Use appropriate log levels to control verbosity:
LevelWhen to Use
ERRORApplication errors requiring immediate attention
WARNPotential issues that don’t halt execution
INFOImportant business events and milestones
DEBUGDetailed diagnostic information (dev/staging only)

3. Alarm Threshold Tuning

Adjust alarm thresholds based on your application’s normal behavior:
  • Start with conservative thresholds (80%)
  • Monitor false positive rate
  • Adjust based on actual capacity needs
  • Set multiple severity levels (warning at 70%, critical at 90%)
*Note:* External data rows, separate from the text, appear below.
// crates/trellis-core/src/tree.rs
use std::collections::HashMap;

use tracing::trace;

use crate::{Node, NodeId, Result, TrellisError};

/// Hands out node ids for a single tree.
///
/// Ids increase monotonically and are never reused. Each tree owns its own
/// generator, so independent trees never share numbering state.
#[derive(Debug, Default, Clone)]
pub struct IdGenerator {
    next: NodeId,
}

impl IdGenerator {
    pub fn new() -> Self {
        Self::default()
    }

    pub fn next_id(&mut self) -> NodeId {
        let id = self.next;
        self.next += 1;
        id
    }
}

/// Arena owning every node of one displayable tree.
#[derive(Debug, Default, Clone)]
pub struct LayoutTree {
    nodes: HashMap<NodeId, Node>,
    root: Option<NodeId>,
    ids: IdGenerator,
}

impl LayoutTree {
    pub fn new() -> Self {
        Self::default()
    }

    pub fn root(&self) -> Option<NodeId> {
        self.root
    }

    pub fn len(&self) -> usize {
        self.nodes.len()
    }

    pub fn is_empty(&self) -> bool {
        self.nodes.is_empty()
    }

    pub fn insert_root(&mut self, mut node: Node) -> Result<NodeId> {
        if let Some(root) = self.root {
            return Err(TrellisError::RootExists(root));
        }
        let id = self.ids.next_id();
        node.id = id;
        node.parent = None;
        node.children.clear();
        self.nodes.insert(id, node);
        self.root = Some(id);
        trace!("Inserted root node {}", id);
        Ok(id)
    }

    /// Append `node` as the last child of `parent`.
    pub fn insert(&mut self, parent: NodeId, mut node: Node) -> Result<NodeId> {
        if !self.nodes.contains_key(&parent) {
            return Err(TrellisError::UnknownNode(parent));
        }
        let id = self.ids.next_id();
        node.id = id;
        node.parent = Some(parent);
        node.children.clear();
        self.nodes.insert(id, node);
        if let Some(parent_node) = self.nodes.get_mut(&parent) {
            parent_node.children.push(id);
        }
        trace!("Inserted node {} under {}", id, parent);
        Ok(id)
    }

    pub fn get(&self, id: NodeId) -> Option<&Node> {
        self.nodes.get(&id)
    }

    pub fn get_mut(&mut self, id: NodeId) -> Option<&mut Node> {
        self.nodes.get_mut(&id)
    }

    pub fn node(&self, id: NodeId) -> Result<&Node> {
        self.nodes.get(&id).ok_or(TrellisError::UnknownNode(id))
    }

    pub fn node_mut(&mut self, id: NodeId) -> Result<&mut Node> {
        self.nodes.get_mut(&id).ok_or(TrellisError::UnknownNode(id))
    }

    /// Children of `id` in insertion order; empty for unknown ids.
    pub fn children(&self, id: NodeId) -> &[NodeId] {
        self.nodes.get(&id).map(|node| node.children()).unwrap_or(&[])
    }

    pub fn parent(&self, id: NodeId) -> Option<NodeId> {
        self.nodes.get(&id).and_then(|node| node.parent)
    }

    pub fn find_by_name(&self, name: &str) -> Option<NodeId> {
        let mut matches: Vec<NodeId> = self
            .nodes
            .values()
            .filter(|node| node.name.as_deref() == Some(name))
            .map(|node| node.id)
            .collect();
        matches.sort_unstable();
        matches.first().copied()
    }

    /// `id` followed by all of its descendants, depth-first in child order.
    pub fn descendants(&self, id: NodeId) -> Vec<NodeId> {
        let mut out = Vec::new();
        let mut pending = vec![id];
        while let Some(current) = pending.pop() {
            if let Some(node) = self.nodes.get(&current) {
                out.push(current);
                pending.extend(node.children.iter().rev());
            }
        }
        out
    }
}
4. Dashboard Customization

Extend the default dashboard with application-specific metrics:
# Add custom widget to dashboard
resource "aws_cloudwatch_dashboard" "custom" {
  dashboard_name = "${var.cluster_name}-custom-dashboard"
  
  dashboard_body = jsonencode({
    widgets = [
      # Include default widgets...
      {
        type = "metric"
        properties = {
          metrics = [
            ["Artos", "DocumentsProcessed", "ClusterName", var.cluster_name],
            [".", "APIRequestRate", ".", "."]
          ]
          title = "Business Metrics"
        }
      }
    ]
  })
}

5. Log Sampling

For high-volume logs, consider sampling to reduce storage costs while maintaining visibility:
import random

# Sample 10% of INFO logs, keep all ERROR logs
if log_level == "INFO" and random.random() > 0.1:
    return  # Skip logging
logger.log(log_level, message)

Module Maintenance: This module is compatible with Terraform 1.0+ and AWS Provider 5.x. CloudWatch Logs are retained according to configured retention periods and automatically deleted after expiration. Review retention settings periodically to balance observability needs with storage requirements.